The task
Set down each line of the data below exactly.

━━━ Exercise data ━━━

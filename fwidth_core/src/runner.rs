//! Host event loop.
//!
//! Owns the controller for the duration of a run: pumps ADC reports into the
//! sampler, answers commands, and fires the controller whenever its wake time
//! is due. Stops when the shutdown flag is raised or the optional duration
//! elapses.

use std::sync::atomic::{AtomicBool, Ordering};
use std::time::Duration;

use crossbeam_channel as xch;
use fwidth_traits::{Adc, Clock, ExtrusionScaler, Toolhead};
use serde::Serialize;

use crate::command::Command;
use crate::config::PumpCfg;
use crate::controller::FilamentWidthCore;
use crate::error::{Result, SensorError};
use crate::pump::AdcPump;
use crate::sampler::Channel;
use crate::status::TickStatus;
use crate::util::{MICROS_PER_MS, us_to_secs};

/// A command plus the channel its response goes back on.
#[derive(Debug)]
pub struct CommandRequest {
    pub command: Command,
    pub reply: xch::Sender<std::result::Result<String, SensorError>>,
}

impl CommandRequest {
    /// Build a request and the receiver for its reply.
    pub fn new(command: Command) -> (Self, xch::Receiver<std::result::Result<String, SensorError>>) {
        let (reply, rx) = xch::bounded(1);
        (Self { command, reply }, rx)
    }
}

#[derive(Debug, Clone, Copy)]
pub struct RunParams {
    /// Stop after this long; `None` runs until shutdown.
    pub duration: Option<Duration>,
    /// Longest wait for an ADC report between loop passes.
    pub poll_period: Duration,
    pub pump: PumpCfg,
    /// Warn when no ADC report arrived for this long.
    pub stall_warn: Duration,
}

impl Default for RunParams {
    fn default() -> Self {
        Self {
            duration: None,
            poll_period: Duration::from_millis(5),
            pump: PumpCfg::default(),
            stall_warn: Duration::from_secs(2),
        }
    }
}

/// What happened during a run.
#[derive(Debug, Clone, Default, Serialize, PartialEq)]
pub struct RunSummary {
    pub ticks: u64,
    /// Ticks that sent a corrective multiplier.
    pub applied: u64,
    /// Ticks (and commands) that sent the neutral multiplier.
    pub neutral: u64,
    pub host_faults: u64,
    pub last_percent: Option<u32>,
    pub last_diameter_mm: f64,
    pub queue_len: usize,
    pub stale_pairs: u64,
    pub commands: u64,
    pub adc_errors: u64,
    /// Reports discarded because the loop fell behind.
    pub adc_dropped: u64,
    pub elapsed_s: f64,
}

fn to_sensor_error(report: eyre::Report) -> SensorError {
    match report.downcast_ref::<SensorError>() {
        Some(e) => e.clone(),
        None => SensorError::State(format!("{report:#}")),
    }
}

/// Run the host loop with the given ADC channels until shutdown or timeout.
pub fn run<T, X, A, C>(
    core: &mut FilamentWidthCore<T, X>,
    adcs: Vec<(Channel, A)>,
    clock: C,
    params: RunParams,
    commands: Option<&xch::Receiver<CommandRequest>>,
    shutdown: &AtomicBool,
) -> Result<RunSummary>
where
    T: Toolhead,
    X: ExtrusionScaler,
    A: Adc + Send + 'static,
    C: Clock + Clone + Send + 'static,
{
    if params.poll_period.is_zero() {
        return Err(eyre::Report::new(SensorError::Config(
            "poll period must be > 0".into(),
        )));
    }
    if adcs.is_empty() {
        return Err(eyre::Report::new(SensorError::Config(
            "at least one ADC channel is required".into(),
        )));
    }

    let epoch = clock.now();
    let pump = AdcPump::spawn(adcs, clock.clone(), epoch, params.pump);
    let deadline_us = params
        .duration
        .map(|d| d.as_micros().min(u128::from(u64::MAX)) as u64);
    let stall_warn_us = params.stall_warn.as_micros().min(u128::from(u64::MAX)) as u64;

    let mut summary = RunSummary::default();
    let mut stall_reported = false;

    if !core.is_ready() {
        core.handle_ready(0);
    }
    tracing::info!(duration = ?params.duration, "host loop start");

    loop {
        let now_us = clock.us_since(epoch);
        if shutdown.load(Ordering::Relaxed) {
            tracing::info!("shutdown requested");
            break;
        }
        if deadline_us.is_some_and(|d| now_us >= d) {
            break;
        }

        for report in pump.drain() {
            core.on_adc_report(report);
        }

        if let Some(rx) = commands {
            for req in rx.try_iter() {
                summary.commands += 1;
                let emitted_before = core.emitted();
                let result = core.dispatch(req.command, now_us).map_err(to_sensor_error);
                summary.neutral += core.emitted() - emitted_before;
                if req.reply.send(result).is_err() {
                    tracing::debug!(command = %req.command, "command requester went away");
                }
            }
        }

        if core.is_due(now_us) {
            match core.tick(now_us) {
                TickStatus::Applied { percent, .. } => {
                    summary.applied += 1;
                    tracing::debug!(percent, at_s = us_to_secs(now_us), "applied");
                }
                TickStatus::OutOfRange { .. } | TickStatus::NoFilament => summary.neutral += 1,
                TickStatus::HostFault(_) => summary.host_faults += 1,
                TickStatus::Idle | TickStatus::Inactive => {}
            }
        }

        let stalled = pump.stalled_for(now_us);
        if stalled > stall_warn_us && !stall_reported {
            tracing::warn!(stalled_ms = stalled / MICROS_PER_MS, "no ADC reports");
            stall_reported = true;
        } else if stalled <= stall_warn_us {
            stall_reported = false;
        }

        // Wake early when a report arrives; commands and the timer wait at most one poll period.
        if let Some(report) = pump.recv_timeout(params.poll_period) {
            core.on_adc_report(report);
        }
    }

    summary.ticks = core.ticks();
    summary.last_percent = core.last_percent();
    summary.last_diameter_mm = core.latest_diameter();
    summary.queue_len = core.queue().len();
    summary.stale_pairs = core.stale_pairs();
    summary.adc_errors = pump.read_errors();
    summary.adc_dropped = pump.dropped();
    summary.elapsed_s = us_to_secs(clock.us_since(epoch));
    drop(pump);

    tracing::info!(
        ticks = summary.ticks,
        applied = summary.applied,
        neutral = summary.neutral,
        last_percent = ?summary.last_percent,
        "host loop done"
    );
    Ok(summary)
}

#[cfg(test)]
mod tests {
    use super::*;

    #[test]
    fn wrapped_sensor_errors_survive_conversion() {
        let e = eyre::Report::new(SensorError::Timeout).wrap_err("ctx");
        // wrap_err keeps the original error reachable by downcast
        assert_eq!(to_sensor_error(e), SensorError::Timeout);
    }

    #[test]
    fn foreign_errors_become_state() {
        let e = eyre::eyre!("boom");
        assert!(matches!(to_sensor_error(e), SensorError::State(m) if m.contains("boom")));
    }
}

━━━

Exercise response
filename fwidth_core/src/runner.rs
//! Host event loop.
//!
//! Owns the controller for the duration of a run: pumps ADC reports into the
//! sampler, answers commands, and fires the controller whenever its wake time
//! is due. Stops when the shutdown flag is raised or the optional duration
//! elapses.

use std::sync::atomic::{AtomicBool, Ordering};
use std::time::Duration;

use crossbeam_channel as xch;
use fwidth_traits::{Adc, Clock, ExtrusionScaler, Toolhead};
use serde::Serialize;

use crate::command::Command;
use crate::config::PumpCfg;
use crate::controller::FilamentWidthCore;
use crate::error::{Result, SensorError};
use crate::pump::AdcPump;
use crate::sampler::Channel;
use crate::status::TickStatus;
use crate::util::{MICROS_PER_MS, us_to_secs};

/// A command plus the channel its response goes back on.
#[derive(Debug)]
pub struct CommandRequest {
    pub command: Command,
    pub reply: xch::Sender<std::result::Result<String, SensorError>>,
}

impl CommandRequest {
    /// Build a request and the receiver for its reply.
    pub fn new(command: Command) -> (Self, xch::Receiver<std::result::Result<String, SensorError>>) {
        let (reply, rx) = xch::bounded(1);
        (Self { command, reply }, rx)
    }
}

#[derive(Debug, Clone, Copy)]
pub struct RunParams {
    /// Stop after this long; `None` runs until shutdown.
    pub duration: Option<Duration>,
    /// Longest wait for an ADC report between loop passes.
    pub poll_period: Duration,
    pub pump: PumpCfg,
    /// Warn when no ADC report arrived for this long.
    pub stall_warn: Duration,
}

impl Default for RunParams {
    fn default() -> Self {
        Self {
            duration: None,
            poll_period: Duration::from_millis(5),
            pump: PumpCfg::default(),
            stall_warn: Duration::from_secs(2),
        }
    }
}

/// What happened during a run.
#[derive(Debug, Clone, Default, Serialize, PartialEq)]
pub struct RunSummary {
    pub ticks: u64,
    /// Ticks that sent a corrective multiplier.
    pub applied: u64,
    /// Ticks (and commands) that sent the neutral multiplier.
    pub neutral: u64,
    pub host_faults: u64,
    pub last_percent: Option<u32>,
    pub last_diameter_mm: f64,
    pub queue_len: usize,
    pub stale_pairs: u64,
    pub commands: u64,
    pub adc_errors: u64,
    /// Reports discarded because the loop fell behind.
    pub adc_dropped: u64,
    pub elapsed_s: f64,
}

fn to_sensor_error(report: eyre::Report) -> SensorError {
    match report.downcast_ref::<SensorError>() {
        Some(e) => e.clone(),
        None => SensorError::State(format!("{report:#}")),
    }
}

/// Run the host loop with the given ADC channels until shutdown or timeout.
pub fn run<T, X, A, C>(
    core: &mut FilamentWidthCore<T, X>,
    adcs: Vec<(Channel, A)>,
    clock: C,
    params: RunParams,
    commands: Option<&xch::Receiver<CommandRequest>>,
    shutdown: &AtomicBool,
) -> Result<RunSummary>
where
    T: Toolhead,
    X: ExtrusionScaler,
    A: Adc + Send + 'static,
    C: Clock + Clone + Send + 'static,
{
    if params.poll_period.is_zero() {
        return Err(eyre::Report::new(SensorError::Config(
            "poll period must be > 0".into(),
        )));
    }
    if adcs.is_empty() {
        return Err(eyre::Report::new(SensorError::Config(
            "at least one ADC channel is required".into(),
        )));
    }

    let epoch = clock.now();
    let pump = AdcPump::spawn(adcs, clock.clone(), epoch, params.pump);
    let deadline_us = params
        .duration
        .map(|d| d.as_micros().min(u128::from(u64::MAX)) as u64);
    let stall_warn_us = params.stall_warn.as_micros().min(u128::from(u64::MAX)) as u64;

    let mut summary = RunSummary::default();
    let mut stall_reported = false;

    if !core.is_ready() {
        core.handle_ready(0);
    }
    tracing::info!(duration = ?params.duration, "host loop start");

    loop {
        let now_us = clock.us_since(epoch);
        if shutdown.load(Ordering::Relaxed) {
            tracing::info!("shutdown requested");
            break;
        }
        if deadline_us.is_some_and(|d| now_us >= d) {
            break;
        }

        for report in pump.drain() {
            core.on_adc_report(report);
        }

        if let Some(rx) = commands {
            for req in rx.try_iter() {
                summary.commands += 1;
                let emitted_before = core.emitted();
                let result = core.dispatch(req.command, now_us).map_err(to_sensor_error);
                summary.neutral += core.emitted() - emitted_before;
                if req.reply.send(result).is_err() {
                    tracing::debug!(command = %req.command, "command requester went away");
                }
            }
        }

        if core.is_due(now_us) {
            match core.tick(now_us) {
                TickStatus::Applied { percent, .. } => {
                    summary.applied += 1;
                    tracing::debug!(percent, at_s = us_to_secs(now_us), "applied");
                }
                TickStatus::OutOfRange { .. } | TickStatus::NoFilament => summary.neutral += 1,
                TickStatus::HostFault(_) => summary.host_faults += 1,
                TickStatus::Idle | TickStatus::Inactive => {}
            }
        }

        let stalled = pump.stalled_for(now_us);
        if stalled > stall_warn_us && !stall_reported {
            tracing::warn!(stalled_ms = stalled / MICROS_PER_MS, "no ADC reports");
            stall_reported = true;
        } else if stalled <= stall_warn_us {
            stall_reported = false;
        }

        // Wake early when a report arrives; commands and the timer wait at most one poll period.
        if let Some(report) = pump.recv_timeout(params.poll_period) {
            core.on_adc_report(report);
        }
    }

    summary.ticks = core.ticks();
    summary.last_percent = core.last_percent();
    summary.last_diameter_mm = core.latest_diameter();
    summary.queue_len = core.queue().len();
    summary.stale_pairs = core.stale_pairs();
    summary.adc_errors = pump.read_errors();
    summary.adc_dropped = pump.dropped();
    summary.elapsed_s = us_to_secs(clock.us_since(epoch));
    drop(pump);

    tracing::info!(
        ticks = summary.ticks,
        applied = summary.applied,
        neutral = summary.neutral,
        last_percent = ?summary.last_percent,
        "host loop done"
    );
    Ok(summary)
}

#[cfg(test)]
mod tests {
    use super::*;

    #[test]
    fn wrapped_sensor_errors_survive_conversion() {
        let e = eyre::Report::new(SensorError::Timeout).wrap_err("ctx");
        // wrap_err keeps the original error reachable by downcast
        assert_eq!(to_sensor_error(e), SensorError::Timeout);
    }

    #[test]
    fn foreign_errors_become_state() {
        let e = eyre::eyre!("boom");
        assert!(matches!(to_sensor_error(e), SensorError::State(m) if m.contains("boom")));
    }
}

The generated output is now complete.